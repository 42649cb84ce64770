//! Grammar shape and recovery tests. Whole-input properties (round-trip,
//! totality, the pinned recovery scenarios) live in `tests/`.

use crate::diagnostics::DiagnosticCode;
use crate::syntax_kind::SyntaxKind;
use crate::{Parse, ParseOptions};

fn parse_expr(text: &str) -> Parse {
    crate::parse_expression(text, &ParseOptions::default()).expect("small input")
}

fn parse_stmt(text: &str) -> Parse {
    crate::parse_statement(text, &ParseOptions::default()).expect("small input")
}

fn parse_unit(text: &str) -> Parse {
    crate::parse_compilation_unit(text, &ParseOptions::default()).expect("small input")
}

fn parse_ty(text: &str) -> Parse {
    crate::parse_type(text, &ParseOptions::default()).expect("small input")
}

fn node_kinds(parse: &Parse) -> Vec<SyntaxKind> {
    parse.syntax().descendants().map(|n| n.kind()).collect()
}

fn codes(parse: &Parse) -> Vec<DiagnosticCode> {
    parse.diagnostics().iter().map(|d| d.code).collect()
}

fn assert_clean(parse: &Parse, text: &str) {
    assert_eq!(parse.syntax().text(), text, "round trip");
    assert_eq!(parse.diagnostics(), &[], "expected no diagnostics");
}

#[test]
fn multiplicative_binds_tighter_than_additive() {
    let parse = parse_expr("1 + 2 * 3");
    assert_clean(&parse, "1 + 2 * 3");
    let root = parse.syntax();
    let outer = root.first_child().expect("binary node");
    assert_eq!(outer.kind(), SyntaxKind::BinaryExpression);
    let operands: Vec<SyntaxKind> = outer.children().map(|n| n.kind()).collect();
    assert_eq!(
        operands,
        [SyntaxKind::LiteralExpression, SyntaxKind::BinaryExpression]
    );
}

#[test]
fn shift_operator_is_two_adjacent_greater_thans() {
    let parse = parse_expr("a >> b");
    assert_clean(&parse, "a >> b");
    let expr = parse.syntax().first_child().expect("expr");
    assert_eq!(expr.kind(), SyntaxKind::BinaryExpression);
    let gt_count = expr
        .children_with_tokens()
        .filter_map(|e| e.into_token())
        .filter(|t| t.kind() == SyntaxKind::GreaterThan)
        .count();
    assert_eq!(gt_count, 2);
}

#[test]
fn separated_greater_thans_are_comparisons() {
    // `a > > b` cannot be a shift.
    let parse = parse_expr("a > > b");
    let expr = parse.syntax().first_child().expect("expr");
    assert_eq!(expr.kind(), SyntaxKind::BinaryExpression);
    assert!(parse.has_errors());
}

#[test]
fn generic_name_versus_comparison() {
    let parse = parse_expr("a<b>(c)");
    assert_clean(&parse, "a<b>(c)");
    assert!(node_kinds(&parse).contains(&SyntaxKind::GenericName));

    let parse = parse_expr("a < b");
    assert_clean(&parse, "a < b");
    assert!(!node_kinds(&parse).contains(&SyntaxKind::GenericName));
}

#[test]
fn parenthesized_prefix_classification() {
    let parse = parse_expr("(int)x");
    assert_clean(&parse, "(int)x");
    assert!(node_kinds(&parse).contains(&SyntaxKind::CastExpression));

    let parse = parse_expr("(x)");
    assert_clean(&parse, "(x)");
    assert!(node_kinds(&parse).contains(&SyntaxKind::ParenthesizedExpression));

    let parse = parse_expr("(a, b)");
    assert_clean(&parse, "(a, b)");
    assert!(node_kinds(&parse).contains(&SyntaxKind::TupleExpression));

    let parse = parse_expr("(a, b) => a");
    assert_clean(&parse, "(a, b) => a");
    assert!(node_kinds(&parse).contains(&SyntaxKind::LambdaExpression));
}

#[test]
fn conditional_and_coalesce() {
    let parse = parse_expr("a ?? b ? c : d");
    assert_clean(&parse, "a ?? b ? c : d");
    let kinds = node_kinds(&parse);
    assert!(kinds.contains(&SyntaxKind::ConditionalExpression));
    assert!(kinds.contains(&SyntaxKind::BinaryExpression));
}

#[test]
fn is_pattern_with_designation() {
    let parse = parse_expr("x is Foo f");
    assert_clean(&parse, "x is Foo f");
    let kinds = node_kinds(&parse);
    assert!(kinds.contains(&SyntaxKind::IsPatternExpression));
    assert!(kinds.contains(&SyntaxKind::DeclarationPattern));
    assert!(kinds.contains(&SyntaxKind::SingleVariableDesignation));
}

#[test]
fn is_type_without_designation_is_binary() {
    let parse = parse_expr("x is Foo");
    assert_clean(&parse, "x is Foo");
    let kinds = node_kinds(&parse);
    assert!(kinds.contains(&SyntaxKind::BinaryExpression));
    assert!(!kinds.contains(&SyntaxKind::IsPatternExpression));
}

#[test]
fn is_type_then_conditional() {
    let parse = parse_expr("x is T ? a : b");
    assert_clean(&parse, "x is T ? a : b");
    assert!(node_kinds(&parse).contains(&SyntaxKind::ConditionalExpression));
}

#[test]
fn query_expression_clauses() {
    let text = "from x in xs where x > 2 orderby x descending select x";
    let parse = parse_expr(text);
    assert_clean(&parse, text);
    let kinds = node_kinds(&parse);
    for kind in [
        SyntaxKind::QueryExpression,
        SyntaxKind::FromClause,
        SyntaxKind::WhereClause,
        SyntaxKind::OrderByClause,
        SyntaxKind::Ordering,
        SyntaxKind::SelectClause,
    ] {
        assert!(kinds.contains(&kind), "missing {kind:?} in {kinds:?}");
    }
}

#[test]
fn query_group_by_and_continuation() {
    let text = "from x in xs group x by x into g select g";
    let parse = parse_expr(text);
    assert_clean(&parse, text);
    let kinds = node_kinds(&parse);
    assert!(kinds.contains(&SyntaxKind::GroupClause));
    assert!(kinds.contains(&SyntaxKind::QueryContinuation));
}

#[test]
fn from_identifier_without_in_is_not_a_query() {
    let parse = parse_expr("from + 1");
    assert_clean(&parse, "from + 1");
    assert!(!node_kinds(&parse).contains(&SyntaxKind::QueryExpression));
}

#[test]
fn pointer_declaration_wins_over_multiplication() {
    let parse = parse_stmt("a * b;");
    assert_clean(&parse, "a * b;");
    let kinds = node_kinds(&parse);
    assert!(kinds.contains(&SyntaxKind::LocalDeclarationStatement));
    assert!(kinds.contains(&SyntaxKind::PointerType));
}

#[test]
fn expression_statement_when_no_declarator_follows() {
    let parse = parse_stmt("a * b();");
    assert_clean(&parse, "a * b();");
    assert!(node_kinds(&parse).contains(&SyntaxKind::ExpressionStatement));
}

#[test]
fn local_declaration_with_generic_type() {
    let parse = parse_stmt("List<int> xs = null;");
    assert_clean(&parse, "List<int> xs = null;");
    let kinds = node_kinds(&parse);
    assert!(kinds.contains(&SyntaxKind::LocalDeclarationStatement));
    assert!(kinds.contains(&SyntaxKind::GenericName));
    assert!(kinds.contains(&SyntaxKind::EqualsValueClause));
}

#[test]
fn missing_semicolon_is_synthesized() {
    let parse = parse_stmt("return");
    assert_eq!(parse.syntax().text(), "return");
    assert_eq!(codes(&parse), [DiagnosticCode::ExpectedToken]);
    assert_eq!(parse.diagnostics()[0].args, [";"]);
    assert!(node_kinds(&parse).contains(&SyntaxKind::ReturnStatement));
}

#[test]
fn catch_after_catch_all_is_flagged() {
    let text = "try { } catch { } catch (E e) { }";
    let parse = parse_stmt(text);
    assert_eq!(parse.syntax().text(), text);
    assert_eq!(codes(&parse), [DiagnosticCode::TooManyCatches]);
    // Both clauses are still in the tree.
    let catches = parse
        .syntax()
        .descendants()
        .filter(|n| n.kind() == SyntaxKind::CatchClause)
        .count();
    assert_eq!(catches, 2);
}

#[test]
fn for_statement_clauses() {
    let text = "for (int i = 0; i < n; i++) { }";
    let parse = parse_stmt(text);
    assert_clean(&parse, text);
    let kinds = node_kinds(&parse);
    assert!(kinds.contains(&SyntaxKind::ForStatement));
    assert!(kinds.contains(&SyntaxKind::VariableDeclaration));
    assert!(kinds.contains(&SyntaxKind::PostfixUnaryExpression));
}

#[test]
fn foreach_statement() {
    let text = "foreach (var x in xs) x.M();";
    let parse = parse_stmt(text);
    assert_clean(&parse, text);
    assert!(node_kinds(&parse).contains(&SyntaxKind::ForeachStatement));
}

#[test]
fn class_with_field_method_property() {
    let text = "class C { int x; void M(int a) { return; } int P { get; set; } }";
    let parse = parse_unit(text);
    assert_clean(&parse, text);
    let kinds = node_kinds(&parse);
    for kind in [
        SyntaxKind::ClassDeclaration,
        SyntaxKind::FieldDeclaration,
        SyntaxKind::MethodDeclaration,
        SyntaxKind::ParameterList,
        SyntaxKind::PropertyDeclaration,
        SyntaxKind::AccessorList,
    ] {
        assert!(kinds.contains(&kind), "missing {kind:?}");
    }
}

#[test]
fn duplicate_modifier_reported_once_per_repeat() {
    let parse = parse_unit("public public class C { }");
    assert_eq!(parse.syntax().text(), "public public class C { }");
    assert_eq!(codes(&parse), [DiagnosticCode::DuplicateModifier]);
    assert_eq!(parse.diagnostics()[0].args, ["public"]);
}

#[test]
fn enum_with_trailing_comma_is_clean() {
    let text = "enum E { A, B, }";
    let parse = parse_unit(text);
    assert_clean(&parse, text);
    let members = parse
        .syntax()
        .descendants()
        .filter(|n| n.kind() == SyntaxKind::EnumMemberDeclaration)
        .count();
    assert_eq!(members, 2);
}

#[test]
fn attributes_and_constraints() {
    let text = "[Serializable] class C<T> : Base where T : Base { }";
    let parse = parse_unit(text);
    assert_clean(&parse, text);
    let kinds = node_kinds(&parse);
    assert!(kinds.contains(&SyntaxKind::AttributeList));
    assert!(kinds.contains(&SyntaxKind::TypeParameterList));
    assert!(kinds.contains(&SyntaxKind::ConstraintClause));
}

#[test]
fn namespace_and_usings() {
    let text = "using Sys.Text;\nnamespace A.B { class C { } }\n";
    let parse = parse_unit(text);
    assert_clean(&parse, text);
    let kinds = node_kinds(&parse);
    assert!(kinds.contains(&SyntaxKind::UsingDirective));
    assert!(kinds.contains(&SyntaxKind::NamespaceDeclaration));
    assert!(kinds.contains(&SyntaxKind::QualifiedName));
}

#[test]
fn global_statement_at_top_level() {
    let parse = parse_unit("M();\n");
    assert_clean(&parse, "M();\n");
    assert!(node_kinds(&parse).contains(&SyntaxKind::ExpressionStatement));
}

#[test]
fn declaration_keyword_abandons_parameter_list() {
    // The malformed method still closes and `class D` parses as a sibling.
    let text = "class C { void M(int a, class D { } }";
    let parse = parse_unit(text);
    assert_eq!(parse.syntax().text(), text);
    let classes: Vec<_> = parse
        .syntax()
        .descendants()
        .filter(|n| n.kind() == SyntaxKind::ClassDeclaration)
        .collect();
    assert_eq!(classes.len(), 2);
    assert!(parse.has_errors());
}

#[test]
fn function_pointer_type_shape() {
    let parse = parse_ty("delegate*<int, void>");
    assert_clean(&parse, "delegate*<int, void>");
    let parameters = parse
        .syntax()
        .descendants()
        .filter(|n| n.kind() == SyntaxKind::FunctionPointerParameter)
        .count();
    assert_eq!(parameters, 2);
}

#[test]
fn nested_function_pointer_type() {
    let text = "delegate*<delegate*<int, void>, void>";
    let parse = parse_ty(text);
    assert_clean(&parse, text);
    let fnptrs = parse
        .syntax()
        .descendants()
        .filter(|n| n.kind() == SyntaxKind::FunctionPointerType)
        .count();
    assert_eq!(fnptrs, 2);
}

#[test]
fn type_suffixes_nest_outward() {
    let parse = parse_ty("int*[]");
    assert_clean(&parse, "int*[]");
    let root = parse.syntax();
    let outer = root.first_child().expect("type");
    assert_eq!(outer.kind(), SyntaxKind::ArrayType);
    let inner = outer.first_child().expect("element type");
    assert_eq!(inner.kind(), SyntaxKind::PointerType);
}

#[test]
fn tuple_type_elements() {
    let text = "(int a, string b)";
    let parse = parse_ty(text);
    assert_clean(&parse, text);
    let elements = parse
        .syntax()
        .descendants()
        .filter(|n| n.kind() == SyntaxKind::TupleTypeElement)
        .count();
    assert_eq!(elements, 2);
}

#[test]
fn object_creation_with_initializer() {
    let text = "new Foo(1) { A = 2, B }";
    let parse = parse_expr(text);
    assert_clean(&parse, text);
    let kinds = node_kinds(&parse);
    assert!(kinds.contains(&SyntaxKind::ObjectCreationExpression));
    assert!(kinds.contains(&SyntaxKind::ArgumentList));
    assert!(kinds.contains(&SyntaxKind::InitializerExpression));
    assert!(kinds.contains(&SyntaxKind::AssignmentExpression));
}

#[test]
fn anonymous_object_members() {
    let text = "new { A = 1, x.B }";
    let parse = parse_expr(text);
    assert_clean(&parse, text);
    let members = parse
        .syntax()
        .descendants()
        .filter(|n| n.kind() == SyntaxKind::AnonymousObjectMemberDeclarator)
        .count();
    assert_eq!(members, 2);
}

#[test]
fn base_list_missing_comma_keeps_both_bases() {
    let parse = parse_unit("class c<t> : x y { }");
    assert_eq!(parse.syntax().text(), "class c<t> : x y { }");
    assert_eq!(codes(&parse), [DiagnosticCode::ExpectedToken]);
    assert_eq!(parse.diagnostics()[0].args, [","]);
    let base_names: Vec<_> = parse
        .syntax()
        .descendants()
        .filter(|n| n.kind() == SyntaxKind::BaseList)
        .flat_map(|n| n.children())
        .filter(|n| n.kind() == SyntaxKind::IdentifierName)
        .collect();
    assert_eq!(base_names.len(), 2);
}

#[test]
fn skipped_junk_collapses_to_one_diagnostic() {
    let parse = parse_stmt("{ @ @ @ x = 1; }");
    assert_eq!(parse.syntax().text(), "{ @ @ @ x = 1; }");
    // The lexer reports each `@` character; the parser's skip run is one
    // collapsed diagnostic, and `x = 1;` still parses.
    let unexpected = codes(&parse)
        .iter()
        .filter(|c| **c == DiagnosticCode::UnexpectedToken)
        .count();
    assert_eq!(unexpected, 1);
    assert!(node_kinds(&parse).contains(&SyntaxKind::AssignmentExpression));
    let skipped = parse
        .syntax()
        .descendants()
        .filter(|n| n.kind() == SyntaxKind::SkippedTokens)
        .count();
    assert_eq!(skipped, 1);
}

#[test]
fn deterministic_reparse() {
    let text = "class C { void M() { if (a < b) f(x, ); } }";
    let first = parse_unit(text);
    let second = parse_unit(text);
    assert_eq!(first.green(), second.green());
    assert_eq!(first.diagnostics(), second.diagnostics());
}
fn query_body(p: &mut Parser<'_>) {
    p.start_node(SyntaxKind::QueryBody);
    loop {
        if lookahead::at_query_expression(p) {
            from_clause(p);
        } else if p.at_contextual("let") {
            p.start_node(SyntaxKind::LetClause);
            p.bump();
            range_variable(p);
            p.expect(SyntaxKind::Equals);
            expression(p);
            p.finish_node();
        } else if p.at_contextual("where") {
            p.start_node(SyntaxKind::WhereClause);
            p.bump();
            expression(p);
            p.finish_node();
        } else if p.at_contextual("join") {
            join_clause(p);
        } else if p.at_contextual("orderby") {
            orderby_clause(p);
        } else {
            break;
        }
    }
    if p.at_contextual("select") {
        p.start_node(SyntaxKind::SelectClause);
        p.bump();
        expression(p);
        p.finish_node();
    } else if p.at_contextual("group") {
        p.start_node(SyntaxKind::GroupClause);
        p.bump();
        expression(p);
        expect_contextual(p, "by");
        expression(p);
        p.finish_node();
    } else {
        // Every query body ends in select or group; synthesize the select.
        let range = TextRange::empty(p.current_start());
        p.error(Diagnostic::new(DiagnosticCode::ExpectedToken, range).with_arg("select"));
        p.start_node(SyntaxKind::SelectClause);
        p.missing(SyntaxKind::Identifier);
        p.start_node(SyntaxKind::IdentifierName);
        p.missing(SyntaxKind::Identifier);
        p.finish_node();
        p.finish_node();
    }
    if p.at_contextual("into") {
        p.start_node(SyntaxKind::QueryContinuation);
        p.bump();
        range_variable(p);
        query_body(p);
        p.finish_node();
    }
    p.finish_node();
}

fn join_clause(p: &mut Parser<'_>) {
    p.start_node(SyntaxKind::JoinClause);
    p.bump(); // join
    if !(p.at(SyntaxKind::Identifier) && p.nth(1) == SyntaxKind::InKw) {
        types::type_(p);
    }
    range_variable(p);
    p.expect(SyntaxKind::InKw);
    expression(p);
    expect_contextual(p, "on");
    expression(p);
    expect_contextual(p, "equals");
    expression(p);
    if p.at_contextual("into") {
        p.bump();
        range_variable(p);
    }
    p.finish_node();
}

fn orderby_clause(p: &mut Parser<'_>) {
    p.start_node(SyntaxKind::OrderByClause);
    p.bump(); // orderby
    loop {
        ordering(p);
        if !p.at(SyntaxKind::Comma) {
            break;
        }
        p.bump();
        if !can_start_expression(p) {
            // Lists never silently shrink.
            p.start_node(SyntaxKind::Ordering);
            p.missing_name(DiagnosticCode::ExpressionExpected);
            p.finish_node();
            break;
        }
    }
    p.finish_node();
}

fn ordering(p: &mut Parser<'_>) {
    p.start_node(SyntaxKind::Ordering);
    expression(p);
    if p.at_contextual("ascending") || p.at_contextual("descending") {
        p.bump();
    }
    p.finish_node();
}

-=-=-

Exercise –
From the line containing "fn orderby_clause(p: &mut" through the last line of the entries above, print each line exactly as it stands.

Answer to the problem –
fn orderby_clause(p: &mut Parser<'_>) {
    p.start_node(SyntaxKind::OrderByClause);
    p.bump(); // orderby
    loop {
        ordering(p);
        if !p.at(SyntaxKind::Comma) {
            break;
        }
        p.bump();
        if !can_start_expression(p) {
            // Lists never silently shrink.
            p.start_node(SyntaxKind::Ordering);
            p.missing_name(DiagnosticCode::ExpressionExpected);
            p.finish_node();
            break;
        }
    }
    p.finish_node();
}

fn ordering(p: &mut Parser<'_>) {
    p.start_node(SyntaxKind::Ordering);
    expression(p);
    if p.at_contextual("ascending") || p.at_contextual("descending") {
        p.bump();
    }
    p.finish_node();
}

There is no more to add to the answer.